Problem requirements: After finding the line with "the network. The" in the entries below, retype exactly each line from there through the line with "pub trait Transport: Send", including that final line.

Segment Start: Information given

//! State and actions of the site store.

use crate::cache::EntityCache;
use crate::status::StatusBoard;
use press_api::{ApiAction, ApiActionKind, CallApi};

/// Everything the site keeps between renders
#[derive(Debug, Clone, Default)]
pub struct SiteState {
    /// Normalized records by kind and id
    pub cache: EntityCache,
    /// Loading and error flags per request family
    pub status: StatusBoard,
}

impl SiteState {
    /// Empty state
    #[must_use]
    pub fn new() -> Self {
        Self::default()
    }
}

/// Actions understood by the site store
#[derive(Debug, Clone)]
pub enum SiteAction {
    /// A call descriptor, consumed by the API middleware
    Call(CallApi<SiteState>),
    /// A request, success or failure action dispatched by the API middleware
    Api(ApiAction),
    /// A page view was opened; fetches the page unless it is cached
    OpenPage {
        /// WordPress page id; `0` means no page
        id: u64,
    },
}

impl ApiActionKind<SiteState> for SiteAction {
    fn try_into_call(self) -> Result<CallApi<SiteState>, Self> {
        match self {
            Self::Call(call) => Ok(call),
            other => Err(other),
        }
    }

    fn from_api(action: ApiAction) -> Self {
        Self::Api(action)
    }
}

impl From<CallApi<SiteState>> for SiteAction {
    fn from(call: CallApi<SiteState>) -> Self {
        Self::Call(call)
    }
}
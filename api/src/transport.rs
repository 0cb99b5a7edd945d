//! HTTP transport.
//!
//! [`Transport`] is the seam between the middleware and the network. The
//! default [`HttpTransport`] uses reqwest with a cookie store, so session
//! cookies set by the API are sent back on later calls.

use futures::future::BoxFuture;
use reqwest::header::{ACCEPT, CONTENT_TYPE, HeaderMap, HeaderValue};
use reqwest::{Client, Method, StatusCode, Url};
use serde_json::Value;
use thiserror::Error;

/// Network-level failures
#[derive(Debug, Error, Clone, PartialEq, Eq)]
pub enum TransportError {
    /// HTTP client could not be built
    #[error("Failed to build HTTP client: {0}")]
    Build(String),

    /// Request could not be sent or no response arrived
    #[error("Request failed: {0}")]
    Request(String),

    /// Response body could not be read
    #[error("Failed to read response body: {0}")]
    Body(String),
}

/// One outgoing request
#[derive(Debug, Clone, PartialEq)]
pub struct ApiRequest {
    /// HTTP method
    pub method: Method,
    /// Absolute URL including the query string
    pub url: Url,
    /// Request headers
    pub headers: HeaderMap,
    /// JSON body, absent for `GET` and `DELETE`
    pub body: Option<Value>,
    /// Send ambient credentials (cookies) with the request
    pub include_credentials: bool,
}

impl ApiRequest {
    /// A JSON request with credentials included
    ///
    /// `GET` and `DELETE` requests drop `body`.
    #[must_use]
    pub fn new(method: Method, url: Url, body: Option<Value>) -> Self {
        let body = if carries_body(&method) { body } else { None };
        Self {
            method,
            url,
            headers: json_headers(),
            body,
            include_credentials: true,
        }
    }
}

/// A settled response
#[derive(Debug, Clone, PartialEq, Eq)]
pub struct ApiResponse {
    /// Status code
    pub status: StatusCode,
    /// Raw body bytes
    pub body: Vec<u8>,
}

impl ApiResponse {
    /// Response with a JSON body
    #[must_use]
    pub fn json(status: StatusCode, body: &Value) -> Self {
        Self {
            status,
            body: body.to_string().into_bytes(),
        }
    }

    /// Whether the status is 2xx
    #[must_use]
    pub fn is_success(&self) -> bool {
        self.status.is_success()
    }
}

/// Sends requests
///
/// Object safe so it can be shared as `Arc<dyn Transport>`.
pub trait Transport: Send + Sync {
    /// Send one request and read the whole body
    ///
    /// A non-2xx status is a response, not an error.
    ///
    /// # Errors
    ///
    /// Returns [`TransportError`] when no response could be obtained.
    fn send(&self, request: ApiRequest) -> BoxFuture<'_, Result<ApiResponse, TransportError>>;
}

/// `Accept` and `Content-Type` set to `application/json`
#[must_use]
pub fn json_headers() -> HeaderMap {
    let mut headers = HeaderMap::new();
    headers.insert(ACCEPT, HeaderValue::from_static("application/json"));
    headers.insert(CONTENT_TYPE, HeaderValue::from_static("application/json"));
    headers
}

/// Whether requests with `method` may carry a body
#[must_use]
pub fn carries_body(method: &Method) -> bool {
    *method != Method::GET && *method != Method::DELETE
}

/// reqwest-backed transport
///
/// Credentialed requests go through a client with a cookie store; requests
/// with `include_credentials` unset use a second client that never sends or
/// keeps cookies.
#[derive(Debug, Clone)]
pub struct HttpTransport {
    client: Client,
    anonymous: Client,
}

impl HttpTransport {
    /// Transport with fresh clients and a cookie store
    ///
    /// # Errors
    ///
    /// Returns [`TransportError::Build`] if the TLS backend cannot be initialized.
    pub fn new() -> Result<Self, TransportError> {
        let build = |cookies: bool| {
            Client::builder()
                .cookie_store(cookies)
                .build()
                .map_err(|e| TransportError::Build(e.to_string()))
        };

        Ok(Self {
            client: build(true)?,
            anonymous: build(false)?,
        })
    }

    /// Transport around an existing client
    ///
    /// Every request goes through `client`, whatever its
    /// `include_credentials` flag says. Build it with
    /// `Client::builder().cookie_store(true)` for session cookies to be
    /// kept and sent back.
    #[must_use]
    pub fn with_client(client: Client) -> Self {
        Self {
            anonymous: client.clone(),
            client,
        }
    }
}

impl Transport for HttpTransport {
    fn send(&self, request: ApiRequest) -> BoxFuture<'_, Result<ApiResponse, TransportError>> {
        Box::pin(async move {
            let ApiRequest {
                method,
                url,
                headers,
                body,
                include_credentials,
            } = request;

            let client = if include_credentials { &self.client } else { &self.anonymous };
            let mut builder = client.request(method, url).headers(headers);
            if let Some(body) = body {
                builder = builder.json(&body);
            }

            let response = builder
                .send()
                .await
                .map_err(|e| TransportError::Request(e.to_string()))?;

            let status = response.status();
            let body = response
                .bytes()
                .await
                .map_err(|e| TransportError::Body(e.to_string()))?;

            Ok(ApiResponse {
                status,
                body: body.to_vec(),
            })
        })
    }
}
//! # Composable Press Testing
//!
//! Test support for stores built on Composable Press:
//!
//! - [`ReducerTest`]: Given/When/Then harness for reducers
//! - [`MockTransport`]: scripted HTTP transport for the API middleware
//! - [`FixedClock`]: deterministic time
//!
//! ## Example
//!
//! ```ignore
//! use press_testing::{MockTransport, test_clock};
//! use press_runtime::Store;
//!
//! #[tokio::test]
//! async fn test_open_page() {
//!     let transport = Arc::new(
//!         MockTransport::new().respond_json(Method::GET, "/wp-json/wp/v2/pages/7", 200, page_json()),
//!     );
//!     let store = configure_store(&config, transport.clone(), Arc::new(test_clock()));
//!
//!     let mut handle = store.send(SiteAction::OpenPage { id: 7 }).await?;
//!     handle.wait().await;
//!
//!     assert_eq!(store.state(|s| selectors::page_title(s, 7).map(str::to_owned)).await.as_deref(), Some("About"));
//! }
//! ```


/// Scripted HTTP transport
pub mod mock_transport;

/// Deterministic clocks
pub mod mocks {
    use chrono::{DateTime, Utc};
    use press_core::environment::Clock;

    /// 2025-01-01T00:00:00Z as a Unix timestamp
    const TEST_EPOCH_SECS: i64 = 1_735_689_600;

    /// Clock stopped at one instant
    ///
    /// ```
    /// use press_testing::mocks::FixedClock;
    /// use press_core::environment::Clock;
    /// use chrono::Utc;
    ///
    /// let clock = FixedClock::new(Utc::now());
    /// assert_eq!(clock.now(), clock.now());
    /// ```
    #[derive(Debug, Clone, Copy, PartialEq, Eq)]
    pub struct FixedClock {
        time: DateTime<Utc>,
    }

    impl FixedClock {
        /// Clock that always reads `time`
        #[must_use]
        pub const fn new(time: DateTime<Utc>) -> Self {
            Self { time }
        }
    }

    impl Default for FixedClock {
        fn default() -> Self {
            Self::new(DateTime::from_timestamp(TEST_EPOCH_SECS, 0).unwrap_or(DateTime::UNIX_EPOCH))
        }
    }

    impl Clock for FixedClock {
        fn now(&self) -> DateTime<Utc> {
            self.time
        }
    }

    /// Clock fixed at 2025-01-01 00:00:00 UTC
    #[must_use]
    pub fn test_clock() -> FixedClock {
        FixedClock::default()
    }
}

/// Install a test-friendly tracing subscriber
///
/// Honors `RUST_LOG` and writes through the test harness so output only
/// shows for failing tests. Later calls are no-ops.
pub fn init_test_tracing() {
    let _ = tracing_subscriber::fmt()
        .with_env_filter(tracing_subscriber::EnvFilter::from_default_env())
        .with_test_writer()
        .try_init();
}

// Re-export commonly used items
pub use mock_transport::MockTransport;
pub use mocks::{FixedClock, test_clock};
pub use reducer_test::{ReducerTest, assertions, run_effects};
/// The store and its dispatch loop
pub mod store {
    use super::{
        Arc, AtomicBool, Duration, Effect, EffectHandle, InFlight, Intercept, Middleware, Ordering,
        Reducer, RwLock, StoreConfig, StoreError,
    };
    use crate::metrics::StoreMetrics;
    use press_core::SmallVec;
    use tokio::sync::broadcast;

    type Stage<S, A> = Arc<dyn Middleware<S, A>>;

    /// Pending work inside one dispatch
    enum Work<A> {
        /// Offer `action` to the pipeline starting at `stage`
        Dispatch { stage: usize, action: A },
        /// Start an effect whose actions resume at `resume`
        Run { effect: Effect<A>, resume: usize },
    }

    /// Where the pipeline delivered an action
    enum Routed<A> {
        Reducer(A),
        Intercepted {
            stage: usize,
            dispatch: Vec<A>,
            effect: Effect<A>,
        },
    }

    /// State container driving a reducer behind a middleware pipeline
    ///
    /// Cloning is cheap and every clone shares state, pipeline, observers
    /// and the shutdown flag.
    ///
    /// - `S`: state
    /// - `A`: action
    /// - `E`: environment handed to the reducer
    /// - `R`: reducer
    pub struct Store<S, A, E, R>
    where
        R: Reducer<State = S, Action = A, Environment = E>,
    {
        state: Arc<RwLock<S>>,
        reducer: R,
        environment: E,
        middleware: Arc<Vec<Stage<S, A>>>,
        config: StoreConfig,
        closed: Arc<AtomicBool>,
        in_flight: InFlight,
        /// Every reduced action, in reduction order.
        reduced: broadcast::Sender<A>,
    }

    impl<S, A, E, R> Store<S, A, E, R>
    where
        R: Reducer<State = S, Action = A, Environment = E> + Clone + Send + Sync + 'static,
        A: Clone + Send + 'static,
        S: Send + Sync + 'static,
        E: Clone + Send + Sync + 'static,
    {
        /// Store with an empty pipeline and default tunables
        ///
        /// Every action goes straight to the reducer until middleware is
        /// added with [`Store::with_middleware`].
        #[must_use]
        pub fn new(initial_state: S, reducer: R, environment: E) -> Self {
            Self::with_config(initial_state, reducer, environment, StoreConfig::default())
        }

        /// Store with explicit tunables
        #[must_use]
        pub fn with_config(initial_state: S, reducer: R, environment: E, config: StoreConfig) -> Self {
            let (reduced, _) = broadcast::channel(config.broadcast_capacity.max(1));

            Self {
                state: Arc::new(RwLock::new(initial_state)),
                reducer,
                environment,
                middleware: Arc::new(Vec::new()),
                config,
                closed: Arc::new(AtomicBool::new(false)),
                in_flight: InFlight::new(),
                reduced,
            }
        }

        /// Append a middleware stage to the end of the pipeline
        ///
        /// Stages see actions in the order they were added. Build the pipeline
        /// before cloning the store; clones made earlier keep the old pipeline.
        #[must_use]
        pub fn with_middleware<M>(mut self, middleware: M) -> Self
        where
            M: Middleware<S, A> + 'static,
        {
            let mut stages: Vec<Stage<S, A>> = self.middleware.iter().cloned().collect();
            stages.push(Arc::new(middleware));
            self.middleware = Arc::new(stages);
            self
        }

        /// Names of the pipeline stages, in order
        #[must_use]
        pub fn middleware_names(&self) -> Vec<&'static str> {
            self.middleware.iter().map(|stage| stage.name()).collect()
        }

        /// Effects running right now, across all sends
        #[must_use]
        pub fn pending_effects(&self) -> usize {
            self.in_flight.count()
        }

        /// Close the store and wait for running effects
        ///
        /// `send` fails from now on. Effects already running are left alone and
        /// the actions they produce are still reduced, so every started API call
        /// still delivers its terminal action.
        ///
        /// # Errors
        ///
        /// [`StoreError::ShutdownTimeout`] with the number of effects still
        /// running when `timeout` elapses.
        pub async fn shutdown(&self, timeout: Duration) -> Result<(), StoreError> {
            self.closed.store(true, Ordering::Release);
            tracing::info!(pending_effects = self.in_flight.count(), "Store closed, draining effects");

            let mut count = self.in_flight.watch();
            let drained = async move {
                let _ = count.wait_for(|running| *running == 0).await;
            };

            if tokio::time::timeout(timeout, drained).await.is_ok() {
                tracing::info!("Store drained");
                return Ok(());
            }

            let remaining = self.in_flight.count();
            tracing::error!(pending_effects = remaining, "Store still busy at shutdown deadline");
            Err(StoreError::ShutdownTimeout(remaining))
        }

        /// [`Store::shutdown`] with the configured deadline
        ///
        /// # Errors
        ///
        /// See [`Store::shutdown`].
        pub async fn shutdown_gracefully(&self) -> Result<(), StoreError> {
            self.shutdown(self.config.default_shutdown_timeout).await
        }

        /// Dispatch an action
        ///
        /// Returns once the action and everything it synchronously caused
        /// has been reduced. Effects may still be running; the returned
        /// handle resolves when they are done.
        ///
        /// # Errors
        ///
        /// - [`StoreError::ShutdownInProgress`] once shutdown has begun
        /// - [`StoreError::Middleware`] if a stage refused the action
        #[tracing::instrument(skip(self, action), name = "store_send")]
        pub async fn send(&self, action: A) -> Result<EffectHandle, StoreError> {
            if self.closed.load(Ordering::Acquire) {
                tracing::warn!("Action dropped, store is closed");
                return Err(StoreError::ShutdownInProgress);
            }

            StoreMetrics::record_send();

            let tracker = InFlight::new();
            let handle = EffectHandle::tracking(&tracker);
            self.dispatch_from(0, action, &tracker).await?;

            Ok(handle)
        }

        /// Dispatch an action and return the first reduced action matching
        /// `predicate`
        ///
        /// The subscription is taken before dispatching, so a match caused by
        /// this very action is never missed.
        ///
        /// # Errors
        ///
        /// - [`StoreError::Timeout`] when nothing matched in time
        /// - [`StoreError::ChannelClosed`] when the stream ended first
        /// - whatever [`Store::send`] returns
        pub async fn send_and_wait_for<F>(
            &self,
            action: A,
            predicate: F,
            timeout: Duration,
        ) -> Result<A, StoreError>
        where
            F: Fn(&A) -> bool,
        {
            let mut observed = self.reduced.subscribe();
            self.send(action).await?;

            let first_match = async move {
                loop {
                    match observed.recv().await {
                        Ok(candidate) if predicate(&candidate) => break Ok(candidate),
                        Ok(_) => continue,
                        Err(broadcast::error::RecvError::Lagged(skipped)) => {
                            tracing::warn!(skipped, "Observer fell behind, some actions were not seen");
                        },
                        Err(broadcast::error::RecvError::Closed) => break Err(StoreError::ChannelClosed),
                    }
                }
            };

            match tokio::time::timeout(timeout, first_match).await {
                Ok(result) => result,
                Err(_) => Err(StoreError::Timeout),
            }
        }

        /// Subscribe to every reduced action, in reduction order
        ///
        /// Descriptor-like actions consumed by middleware are not broadcast;
        /// the actions dispatched in their place are.
        #[must_use]
        pub fn subscribe_actions(&self) -> broadcast::Receiver<A> {
            self.reduced.subscribe()
        }

        /// Read current state via a closure
        ///
        /// ```ignore
        /// let cached = store.state(|s| s.cache.len(kinds::PAGES)).await;
        /// ```
        pub async fn state<F, T>(&self, f: F) -> T
        where
            F: FnOnce(&S) -> T,
        {
            f(&*self.state.read().await)
        }

        /// Run `action` and everything it synchronously causes
        async fn dispatch_from(&self, stage: usize, action: A, tracker: &InFlight) -> Result<(), StoreError> {
            let mut work = vec![Work::Dispatch { stage, action }];

            while let Some(item) = work.pop() {
                match item {
                    Work::Dispatch { stage, action } => match self.route(stage, action).await? {
                        Routed::Reducer(action) => {
                            let effects = self.reduce(action).await;
                            tracing::trace!("Reducer returned {} effects", effects.len());
                            for effect in effects {
                                self.execute_effect(effect, 0, tracker);
                            }
                        },
                        Routed::Intercepted {
                            stage,
                            dispatch,
                            effect,
                        } => {
                            let resume = stage + 1;
                            // Stack: the effect runs after every dispatched action.
                            work.push(Work::Run { effect, resume });
                            work.extend(
                                dispatch
                                    .into_iter()
                                    .rev()
                                    .map(|action| Work::Dispatch { stage: resume, action }),
                            );
                        },
                    },
                    Work::Run { effect, resume } => self.execute_effect(effect, resume, tracker),
                }
            }

            Ok(())
        }

        /// Offer an action to the stages from `start` onwards
        async fn route(&self, start: usize, action: A) -> Result<Routed<A>, StoreError> {
            if start >= self.middleware.len() {
                return Ok(Routed::Reducer(action));
            }

            let state = self.state.read().await;
            let mut action = action;

            for (index, stage) in self.middleware.iter().enumerate().skip(start) {
                tracing::trace!(stage = stage.name(), "Offering action to middleware");

                let outcome = stage.intercept(&*state, action).map_err(|error| {
                    tracing::error!(stage = stage.name(), error = %error, "Middleware rejected action");
                    error
                })?;

                match outcome {
                    Intercept::Next(next) => action = next,
                    Intercept::Handled { dispatch, effect } => {
                        tracing::debug!(
                            stage = stage.name(),
                            dispatched = dispatch.len(),
                            "Middleware intercepted action"
                        );
                        return Ok(Routed::Intercepted {
                            stage: index,
                            dispatch,
                            effect,
                        });
                    },
                }
            }

            Ok(Routed::Reducer(action))
        }

        /// Apply the reducer and broadcast the action
        async fn reduce(&self, action: A) -> SmallVec<[Effect<A>; 4]> {
            let observed = action.clone();
            let mut state = self.state.write().await;

            let span = tracing::debug_span!("reducer_execution");
            let _enter = span.enter();

            let start = std::time::Instant::now();
            let effects = self.reducer.reduce(&mut *state, action, &self.environment);
            StoreMetrics::record_reduce(start.elapsed());

            // Broadcast while the lock is held so observers see reduction order.
            let _ = self.reduced.send(observed);

            effects
        }

        /// Start an effect; its actions re-enter the pipeline at `resume`
        ///
        /// Futures run on their own task, counted against both the sender's
        /// handle and the store. A panicking future only loses its own task.
        fn execute_effect(&self, effect: Effect<A>, resume: usize, tracker: &InFlight) {
            match effect {
                Effect::None => StoreMetrics::record_effect("none"),
                Effect::Parallel(effects) => {
                    StoreMetrics::record_effect("parallel");
                    for effect in effects {
                        self.execute_effect(effect, resume, tracker);
                    }
                },
                Effect::Future(fut) => {
                    StoreMetrics::record_effect("future");

                    let for_send = tracker.enter();
                    let for_store = self.in_flight.enter();
                    let tracker = tracker.clone();
                    let store = self.clone();

                    tokio::spawn(async move {
                        let _slots = (for_send, for_store);

                        let Some(action) = fut.await else {
                            tracing::trace!("Effect finished without an action");
                            return;
                        };
                        if let Err(error) = store.dispatch_from(resume, action, &tracker).await {
                            tracing::error!(error = %error, "Action produced by effect was rejected");
                        }
                    });
                },
            }
        }
    }

    impl<S, A, E, R> Clone for Store<S, A, E, R>
    where
        R: Reducer<State = S, Action = A, Environment = E> + Clone,
        E: Clone,
    {
        fn clone(&self) -> Self {
            Self {
                state: Arc::clone(&self.state),
                reducer: self.reducer.clone(),
                environment: self.environment.clone(),
                middleware: Arc::clone(&self.middleware),
                config: self.config.clone(),
                closed: Arc::clone(&self.closed),
                in_flight: self.in_flight.clone(),
                reduced: self.reduced.clone(),
            }
        }
    }
}
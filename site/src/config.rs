//! Configuration management for the site.
//!
//! Loads configuration from environment variables with sensible defaults.

use crate::actions::{ApiRoutes, DEFAULT_BASIC_ROUTE};
use press_api::ApiConfig;
use std::env;
use std::net::SocketAddr;
use std::str::FromStr;
use thiserror::Error;

/// Errors raised while reading the configuration
#[derive(Error, Debug, Clone, PartialEq, Eq)]
pub enum ConfigError {
    /// `APP_ENV` is not a known environment
    #[error("Unknown APP_ENV {0:?}; expected development, production or test")]
    UnknownEnvironment(String),

    /// `METRICS_ADDR` is not a socket address
    #[error("Invalid METRICS_ADDR {value:?}: {reason}")]
    InvalidMetricsAddr {
        /// Raw value
        value: String,
        /// Parser message
        reason: String,
    },
}

/// Deployment environment
#[derive(Debug, Clone, Copy, PartialEq, Eq, Default)]
pub enum AppEnv {
    /// Local development; installs the action logger
    #[default]
    Development,
    /// Production
    Production,
    /// Automated tests
    Test,
}

impl FromStr for AppEnv {
    type Err = ConfigError;

    fn from_str(value: &str) -> Result<Self, Self::Err> {
        match value.trim().to_ascii_lowercase().as_str() {
            "development" | "dev" => Ok(Self::Development),
            "production" | "prod" => Ok(Self::Production),
            "test" => Ok(Self::Test),
            _ => Err(ConfigError::UnknownEnvironment(value.to_string())),
        }
    }
}

/// Site configuration loaded from environment variables
#[derive(Debug, Clone, PartialEq, Eq)]
pub struct SiteConfig {
    /// API middleware configuration
    pub api: ApiConfig,
    /// Deployment environment
    pub env: AppEnv,
    /// Prometheus scrape address; metrics are off when unset
    pub metrics_addr: Option<SocketAddr>,
    /// Route prefixes
    pub routes: ApiRoutes,
}

impl SiteConfig {
    /// Configuration for `api` with every other setting at its default
    #[must_use]
    pub fn new(api: ApiConfig) -> Self {
        Self {
            api,
            env: AppEnv::default(),
            metrics_addr: None,
            routes: ApiRoutes::default(),
        }
    }

    /// Load configuration from environment variables
    ///
    /// - `API_URL`, `API_FALLBACK_ERROR`: see [`ApiConfig::from_env`]
    /// - `APP_ENV`: `development` (default), `production` or `test`
    /// - `METRICS_ADDR`: e.g. `0.0.0.0:9090`; unset disables metrics
    /// - `BASIC_ROUTE`: core route prefix (default `/wp/v2`)
    ///
    /// # Errors
    ///
    /// Returns [`ConfigError`] if `APP_ENV` or `METRICS_ADDR` cannot be parsed.
    pub fn from_env() -> Result<Self, ConfigError> {
        let env = env::var("APP_ENV")
            .ok()
            .map(|value| value.parse::<AppEnv>())
            .transpose()?
            .unwrap_or_default();

        let metrics_addr = env::var("METRICS_ADDR")
            .ok()
            .filter(|value| !value.trim().is_empty())
            .map(|value| {
                value.parse::<SocketAddr>().map_err(|e| ConfigError::InvalidMetricsAddr {
                    reason: e.to_string(),
                    value,
                })
            })
            .transpose()?;

        let basic = env::var("BASIC_ROUTE").unwrap_or_else(|_| DEFAULT_BASIC_ROUTE.to_string());

        Ok(Self {
            api: ApiConfig::from_env(),
            env,
            metrics_addr,
            routes: ApiRoutes::new(basic),
        })
    }

    /// Override the deployment environment
    #[must_use]
    pub const fn with_env(mut self, env: AppEnv) -> Self {
        self.env = env;
        self
    }

    /// Whether the action logger should be installed
    #[must_use]
    pub fn is_development(&self) -> bool {
        self.env == AppEnv::Development
    }
}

Segment End: Information given

Written solution:
//! [`Transport`] is the seam between the middleware and the network. The
//! default [`HttpTransport`] uses reqwest with a cookie store, so session
//! cookies set by the API are sent back on later calls.

use futures::future::BoxFuture;
use reqwest::header::{ACCEPT, CONTENT_TYPE, HeaderMap, HeaderValue};
use reqwest::{Client, Method, StatusCode, Url};
use serde_json::Value;
use thiserror::Error;

/// Network-level failures
#[derive(Debug, Error, Clone, PartialEq, Eq)]
pub enum TransportError {
    /// HTTP client could not be built
    #[error("Failed to build HTTP client: {0}")]
    Build(String),

    /// Request could not be sent or no response arrived
    #[error("Request failed: {0}")]
    Request(String),

    /// Response body could not be read
    #[error("Failed to read response body: {0}")]
    Body(String),
}

/// One outgoing request
#[derive(Debug, Clone, PartialEq)]
pub struct ApiRequest {
    /// HTTP method
    pub method: Method,
    /// Absolute URL including the query string
    pub url: Url,
    /// Request headers
    pub headers: HeaderMap,
    /// JSON body, absent for `GET` and `DELETE`
    pub body: Option<Value>,
    /// Send ambient credentials (cookies) with the request
    pub include_credentials: bool,
}

impl ApiRequest {
    /// A JSON request with credentials included
    ///
    /// `GET` and `DELETE` requests drop `body`.
    #[must_use]
    pub fn new(method: Method, url: Url, body: Option<Value>) -> Self {
        let body = if carries_body(&method) { body } else { None };
        Self {
            method,
            url,
            headers: json_headers(),
            body,
            include_credentials: true,
        }
    }
}

/// A settled response
#[derive(Debug, Clone, PartialEq, Eq)]
pub struct ApiResponse {
    /// Status code
    pub status: StatusCode,
    /// Raw body bytes
    pub body: Vec<u8>,
}

impl ApiResponse {
    /// Response with a JSON body
    #[must_use]
    pub fn json(status: StatusCode, body: &Value) -> Self {
        Self {
            status,
            body: body.to_string().into_bytes(),
        }
    }

    /// Whether the status is 2xx
    #[must_use]
    pub fn is_success(&self) -> bool {
        self.status.is_success()
    }
}

/// Sends requests
///
/// Object safe so it can be shared as `Arc<dyn Transport>`.
pub trait Transport: Send + Sync {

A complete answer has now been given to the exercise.